### REQUIREMENT
Among the records below, which lines contain the string "SohResult"? Report them.
++++++++++++++++++++
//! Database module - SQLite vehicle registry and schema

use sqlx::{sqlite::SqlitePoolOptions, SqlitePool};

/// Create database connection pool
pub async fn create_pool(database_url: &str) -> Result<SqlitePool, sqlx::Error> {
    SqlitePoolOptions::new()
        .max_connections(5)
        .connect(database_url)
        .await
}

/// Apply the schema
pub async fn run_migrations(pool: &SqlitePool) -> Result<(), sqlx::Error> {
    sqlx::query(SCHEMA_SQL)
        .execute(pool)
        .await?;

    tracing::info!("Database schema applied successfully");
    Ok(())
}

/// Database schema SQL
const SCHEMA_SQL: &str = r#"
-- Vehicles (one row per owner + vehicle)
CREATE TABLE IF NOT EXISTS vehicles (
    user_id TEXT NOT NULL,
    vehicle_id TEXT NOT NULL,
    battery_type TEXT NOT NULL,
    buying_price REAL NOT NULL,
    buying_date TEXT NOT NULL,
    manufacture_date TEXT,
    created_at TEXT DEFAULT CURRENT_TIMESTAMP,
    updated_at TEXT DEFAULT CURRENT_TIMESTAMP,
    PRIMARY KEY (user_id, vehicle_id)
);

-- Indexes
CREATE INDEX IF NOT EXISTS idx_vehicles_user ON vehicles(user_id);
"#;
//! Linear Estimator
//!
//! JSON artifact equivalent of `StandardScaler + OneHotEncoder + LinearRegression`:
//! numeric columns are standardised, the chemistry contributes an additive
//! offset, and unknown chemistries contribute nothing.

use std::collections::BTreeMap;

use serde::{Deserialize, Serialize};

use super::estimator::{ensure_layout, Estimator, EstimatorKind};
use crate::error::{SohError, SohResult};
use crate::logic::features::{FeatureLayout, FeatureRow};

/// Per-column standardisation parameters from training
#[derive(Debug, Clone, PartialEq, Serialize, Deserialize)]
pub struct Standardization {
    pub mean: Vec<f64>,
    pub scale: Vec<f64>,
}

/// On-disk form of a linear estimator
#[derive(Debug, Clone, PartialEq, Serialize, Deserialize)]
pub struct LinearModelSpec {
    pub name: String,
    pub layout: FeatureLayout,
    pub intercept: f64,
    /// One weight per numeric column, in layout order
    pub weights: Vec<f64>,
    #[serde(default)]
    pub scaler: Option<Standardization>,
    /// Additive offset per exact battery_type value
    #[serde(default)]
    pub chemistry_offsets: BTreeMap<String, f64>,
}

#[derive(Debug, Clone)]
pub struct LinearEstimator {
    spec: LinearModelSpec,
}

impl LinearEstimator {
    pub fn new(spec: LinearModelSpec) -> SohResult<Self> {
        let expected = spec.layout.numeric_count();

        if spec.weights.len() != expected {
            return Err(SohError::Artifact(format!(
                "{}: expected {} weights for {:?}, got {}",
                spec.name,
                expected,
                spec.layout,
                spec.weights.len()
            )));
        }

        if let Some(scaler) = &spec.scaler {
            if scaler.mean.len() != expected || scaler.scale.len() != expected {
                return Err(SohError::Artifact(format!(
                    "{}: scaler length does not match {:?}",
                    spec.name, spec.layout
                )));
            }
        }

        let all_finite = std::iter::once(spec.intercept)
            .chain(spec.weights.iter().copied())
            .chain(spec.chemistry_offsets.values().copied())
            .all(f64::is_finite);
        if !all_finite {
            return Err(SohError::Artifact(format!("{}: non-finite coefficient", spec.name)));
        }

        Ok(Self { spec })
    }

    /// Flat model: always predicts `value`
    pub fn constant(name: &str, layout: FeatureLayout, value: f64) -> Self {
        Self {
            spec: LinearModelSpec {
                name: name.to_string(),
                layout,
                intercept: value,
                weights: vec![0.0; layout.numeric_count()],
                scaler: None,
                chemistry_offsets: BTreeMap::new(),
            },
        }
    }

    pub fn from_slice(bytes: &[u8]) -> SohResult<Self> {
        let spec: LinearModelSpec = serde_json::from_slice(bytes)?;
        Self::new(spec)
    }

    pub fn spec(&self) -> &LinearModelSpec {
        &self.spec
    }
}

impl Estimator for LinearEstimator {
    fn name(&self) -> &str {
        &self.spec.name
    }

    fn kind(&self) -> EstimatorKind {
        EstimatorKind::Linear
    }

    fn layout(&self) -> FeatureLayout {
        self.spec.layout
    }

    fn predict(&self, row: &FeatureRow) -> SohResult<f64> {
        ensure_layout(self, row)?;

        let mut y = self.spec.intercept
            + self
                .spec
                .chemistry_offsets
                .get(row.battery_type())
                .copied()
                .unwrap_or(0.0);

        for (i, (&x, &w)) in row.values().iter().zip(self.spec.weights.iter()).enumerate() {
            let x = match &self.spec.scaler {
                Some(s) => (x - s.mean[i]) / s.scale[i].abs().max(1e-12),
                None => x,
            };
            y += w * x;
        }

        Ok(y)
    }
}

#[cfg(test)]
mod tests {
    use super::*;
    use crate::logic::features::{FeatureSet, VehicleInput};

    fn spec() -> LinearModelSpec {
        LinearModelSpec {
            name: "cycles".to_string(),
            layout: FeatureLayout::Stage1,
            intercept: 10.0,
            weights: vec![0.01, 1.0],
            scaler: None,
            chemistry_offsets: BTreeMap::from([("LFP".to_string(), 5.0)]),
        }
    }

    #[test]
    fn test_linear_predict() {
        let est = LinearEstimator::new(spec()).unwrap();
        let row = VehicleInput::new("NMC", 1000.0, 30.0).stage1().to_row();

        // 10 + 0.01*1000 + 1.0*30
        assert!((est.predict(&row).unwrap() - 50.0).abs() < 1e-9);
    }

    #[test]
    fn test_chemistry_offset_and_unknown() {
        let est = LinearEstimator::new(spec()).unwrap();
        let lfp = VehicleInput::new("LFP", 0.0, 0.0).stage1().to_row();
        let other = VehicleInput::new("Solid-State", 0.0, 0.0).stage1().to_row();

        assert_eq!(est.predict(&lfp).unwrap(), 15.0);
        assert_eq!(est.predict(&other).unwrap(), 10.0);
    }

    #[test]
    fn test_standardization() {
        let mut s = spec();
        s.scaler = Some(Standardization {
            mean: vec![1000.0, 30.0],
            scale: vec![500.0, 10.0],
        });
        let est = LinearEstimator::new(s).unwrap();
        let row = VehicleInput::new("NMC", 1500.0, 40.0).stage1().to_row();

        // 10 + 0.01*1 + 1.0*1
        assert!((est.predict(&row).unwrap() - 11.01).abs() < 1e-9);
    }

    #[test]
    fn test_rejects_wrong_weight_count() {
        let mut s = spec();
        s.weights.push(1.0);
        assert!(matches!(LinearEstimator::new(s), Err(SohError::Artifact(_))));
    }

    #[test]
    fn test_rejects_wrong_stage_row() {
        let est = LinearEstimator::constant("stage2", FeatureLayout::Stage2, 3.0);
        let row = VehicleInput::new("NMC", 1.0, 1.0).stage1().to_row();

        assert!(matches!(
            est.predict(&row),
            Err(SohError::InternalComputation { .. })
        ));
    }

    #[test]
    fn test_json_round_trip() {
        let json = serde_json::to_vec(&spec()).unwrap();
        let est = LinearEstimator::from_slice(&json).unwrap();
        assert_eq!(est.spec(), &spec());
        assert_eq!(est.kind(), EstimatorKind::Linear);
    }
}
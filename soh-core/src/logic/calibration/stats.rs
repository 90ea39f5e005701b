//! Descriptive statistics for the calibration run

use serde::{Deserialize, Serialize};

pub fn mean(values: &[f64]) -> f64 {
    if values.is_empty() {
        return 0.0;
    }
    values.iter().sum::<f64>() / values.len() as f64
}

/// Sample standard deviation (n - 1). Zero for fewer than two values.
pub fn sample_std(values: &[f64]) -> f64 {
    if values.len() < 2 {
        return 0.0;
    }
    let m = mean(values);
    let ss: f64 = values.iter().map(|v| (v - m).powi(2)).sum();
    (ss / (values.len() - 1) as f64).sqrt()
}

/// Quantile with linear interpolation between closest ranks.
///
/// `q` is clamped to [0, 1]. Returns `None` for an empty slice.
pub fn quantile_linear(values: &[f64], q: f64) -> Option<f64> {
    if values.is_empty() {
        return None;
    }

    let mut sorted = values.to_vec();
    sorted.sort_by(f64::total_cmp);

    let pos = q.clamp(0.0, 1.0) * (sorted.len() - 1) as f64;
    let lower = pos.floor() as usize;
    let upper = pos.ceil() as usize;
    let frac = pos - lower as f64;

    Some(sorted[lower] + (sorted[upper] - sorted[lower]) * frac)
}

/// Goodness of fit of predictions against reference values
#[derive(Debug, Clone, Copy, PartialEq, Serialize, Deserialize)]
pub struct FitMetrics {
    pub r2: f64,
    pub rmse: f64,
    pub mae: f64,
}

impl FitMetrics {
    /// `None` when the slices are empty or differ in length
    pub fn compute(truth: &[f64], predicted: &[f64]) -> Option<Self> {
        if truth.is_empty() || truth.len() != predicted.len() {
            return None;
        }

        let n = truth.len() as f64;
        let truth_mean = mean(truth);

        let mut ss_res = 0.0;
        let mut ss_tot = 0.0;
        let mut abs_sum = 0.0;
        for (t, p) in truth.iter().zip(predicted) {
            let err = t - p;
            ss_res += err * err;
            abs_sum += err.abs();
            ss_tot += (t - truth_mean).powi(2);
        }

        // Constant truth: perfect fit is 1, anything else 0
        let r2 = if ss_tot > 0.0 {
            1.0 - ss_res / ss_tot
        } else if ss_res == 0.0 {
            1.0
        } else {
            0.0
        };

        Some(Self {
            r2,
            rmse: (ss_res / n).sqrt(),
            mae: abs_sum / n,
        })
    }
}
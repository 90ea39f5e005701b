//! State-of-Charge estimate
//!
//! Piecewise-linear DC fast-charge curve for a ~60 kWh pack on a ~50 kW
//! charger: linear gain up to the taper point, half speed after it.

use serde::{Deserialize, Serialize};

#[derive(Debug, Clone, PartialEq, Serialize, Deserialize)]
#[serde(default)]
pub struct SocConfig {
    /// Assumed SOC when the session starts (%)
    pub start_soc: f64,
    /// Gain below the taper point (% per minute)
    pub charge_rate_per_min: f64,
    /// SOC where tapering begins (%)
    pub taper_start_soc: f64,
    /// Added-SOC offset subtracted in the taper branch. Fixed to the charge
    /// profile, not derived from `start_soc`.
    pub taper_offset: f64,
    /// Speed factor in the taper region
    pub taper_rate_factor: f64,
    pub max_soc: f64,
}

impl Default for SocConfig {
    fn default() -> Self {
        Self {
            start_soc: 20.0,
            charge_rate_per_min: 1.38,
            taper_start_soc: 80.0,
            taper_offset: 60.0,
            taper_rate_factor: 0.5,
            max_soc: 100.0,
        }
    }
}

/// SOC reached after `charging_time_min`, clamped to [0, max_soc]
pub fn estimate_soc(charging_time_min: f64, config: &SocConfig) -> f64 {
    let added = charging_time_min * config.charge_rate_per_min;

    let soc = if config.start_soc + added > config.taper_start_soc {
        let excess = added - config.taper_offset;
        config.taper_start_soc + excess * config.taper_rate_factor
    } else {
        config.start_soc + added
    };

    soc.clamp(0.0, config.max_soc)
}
++++++++++++++++++++
### SOLUTION TO THIS TASK
use crate::error::{SohError, SohResult};
    pub fn new(spec: LinearModelSpec) -> SohResult<Self> {
    pub fn from_slice(bytes: &[u8]) -> SohResult<Self> {
    fn predict(&self, row: &FeatureRow) -> SohResult<f64> {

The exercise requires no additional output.